(Dataset items)
====

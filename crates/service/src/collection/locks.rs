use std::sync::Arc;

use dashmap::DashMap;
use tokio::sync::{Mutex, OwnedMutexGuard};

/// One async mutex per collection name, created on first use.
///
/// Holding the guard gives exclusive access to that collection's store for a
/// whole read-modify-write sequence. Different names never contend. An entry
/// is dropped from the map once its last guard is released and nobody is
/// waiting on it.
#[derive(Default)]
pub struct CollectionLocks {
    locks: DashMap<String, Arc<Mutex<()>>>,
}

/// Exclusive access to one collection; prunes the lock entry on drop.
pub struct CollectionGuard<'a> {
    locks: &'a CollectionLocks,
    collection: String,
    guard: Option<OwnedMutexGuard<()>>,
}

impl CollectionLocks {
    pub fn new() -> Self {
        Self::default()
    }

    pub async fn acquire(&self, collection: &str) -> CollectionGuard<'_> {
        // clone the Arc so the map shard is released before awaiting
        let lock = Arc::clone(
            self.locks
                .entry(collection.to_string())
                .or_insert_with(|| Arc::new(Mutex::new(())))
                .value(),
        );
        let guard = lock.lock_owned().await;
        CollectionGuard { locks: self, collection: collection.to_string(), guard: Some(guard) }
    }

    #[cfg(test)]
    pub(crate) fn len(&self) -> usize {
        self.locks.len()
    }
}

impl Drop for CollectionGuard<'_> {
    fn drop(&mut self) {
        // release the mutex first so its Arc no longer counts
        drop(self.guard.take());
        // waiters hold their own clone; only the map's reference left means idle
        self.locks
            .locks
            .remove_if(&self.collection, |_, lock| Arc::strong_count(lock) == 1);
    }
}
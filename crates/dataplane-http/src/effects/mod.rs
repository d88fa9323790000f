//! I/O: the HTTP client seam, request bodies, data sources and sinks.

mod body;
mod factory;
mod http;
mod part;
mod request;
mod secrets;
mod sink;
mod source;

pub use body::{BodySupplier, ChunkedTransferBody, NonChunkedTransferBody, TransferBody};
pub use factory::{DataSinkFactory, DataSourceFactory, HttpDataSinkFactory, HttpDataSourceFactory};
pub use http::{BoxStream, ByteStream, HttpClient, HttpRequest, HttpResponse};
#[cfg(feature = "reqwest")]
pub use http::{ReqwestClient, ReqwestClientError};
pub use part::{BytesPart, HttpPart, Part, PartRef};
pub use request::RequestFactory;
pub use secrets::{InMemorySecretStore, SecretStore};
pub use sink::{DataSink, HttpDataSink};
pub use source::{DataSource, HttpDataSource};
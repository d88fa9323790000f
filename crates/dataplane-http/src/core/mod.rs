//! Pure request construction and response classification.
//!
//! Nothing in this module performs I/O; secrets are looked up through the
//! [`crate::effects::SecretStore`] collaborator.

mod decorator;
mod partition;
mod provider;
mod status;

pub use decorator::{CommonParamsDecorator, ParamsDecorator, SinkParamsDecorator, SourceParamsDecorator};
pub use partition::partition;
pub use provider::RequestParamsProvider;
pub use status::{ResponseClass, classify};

====

What the task requires
Return all the data above once more, precisely as given.

Reply to the task
filename crates/service/src/collection/locks.rs
use std::sync::Arc;

use dashmap::DashMap;
use tokio::sync::{Mutex, OwnedMutexGuard};

/// One async mutex per collection name, created on first use.
///
/// Holding the guard gives exclusive access to that collection's store for a
/// whole read-modify-write sequence. Different names never contend. An entry
/// is dropped from the map once its last guard is released and nobody is
/// waiting on it.
#[derive(Default)]
pub struct CollectionLocks {
    locks: DashMap<String, Arc<Mutex<()>>>,
}

/// Exclusive access to one collection; prunes the lock entry on drop.
pub struct CollectionGuard<'a> {
    locks: &'a CollectionLocks,
    collection: String,
    guard: Option<OwnedMutexGuard<()>>,
}

impl CollectionLocks {
    pub fn new() -> Self {
        Self::default()
    }

    pub async fn acquire(&self, collection: &str) -> CollectionGuard<'_> {
        // clone the Arc so the map shard is released before awaiting
        let lock = Arc::clone(
            self.locks
                .entry(collection.to_string())
                .or_insert_with(|| Arc::new(Mutex::new(())))
                .value(),
        );
        let guard = lock.lock_owned().await;
        CollectionGuard { locks: self, collection: collection.to_string(), guard: Some(guard) }
    }

    #[cfg(test)]
    pub(crate) fn len(&self) -> usize {
        self.locks.len()
    }
}

impl Drop for CollectionGuard<'_> {
    fn drop(&mut self) {
        // release the mutex first so its Arc no longer counts
        drop(self.guard.take());
        // waiters hold their own clone; only the map's reference left means idle
        self.locks
            .locks
            .remove_if(&self.collection, |_, lock| Arc::strong_count(lock) == 1);
    }
}
filename crates/dataplane-http/src/effects/mod.rs
repository d88fa9323790000f
//! I/O: the HTTP client seam, request bodies, data sources and sinks.

mod body;
mod factory;
mod http;
mod part;
mod request;
mod secrets;
mod sink;
mod source;

pub use body::{BodySupplier, ChunkedTransferBody, NonChunkedTransferBody, TransferBody};
pub use factory::{DataSinkFactory, DataSourceFactory, HttpDataSinkFactory, HttpDataSourceFactory};
pub use http::{BoxStream, ByteStream, HttpClient, HttpRequest, HttpResponse};
#[cfg(feature = "reqwest")]
pub use http::{ReqwestClient, ReqwestClientError};
pub use part::{BytesPart, HttpPart, Part, PartRef};
pub use request::RequestFactory;
pub use secrets::{InMemorySecretStore, SecretStore};
pub use sink::{DataSink, HttpDataSink};
pub use source::{DataSource, HttpDataSource};
repository d88fa9323790000f
filename crates/dataplane-http/src/core/mod.rs
//! Pure request construction and response classification.
//!
//! Nothing in this module performs I/O; secrets are looked up through the
//! [`crate::effects::SecretStore`] collaborator.

mod decorator;
mod partition;
mod provider;
mod status;

pub use decorator::{CommonParamsDecorator, ParamsDecorator, SinkParamsDecorator, SourceParamsDecorator};
pub use partition::partition;
pub use provider::RequestParamsProvider;
pub use status::{ResponseClass, classify};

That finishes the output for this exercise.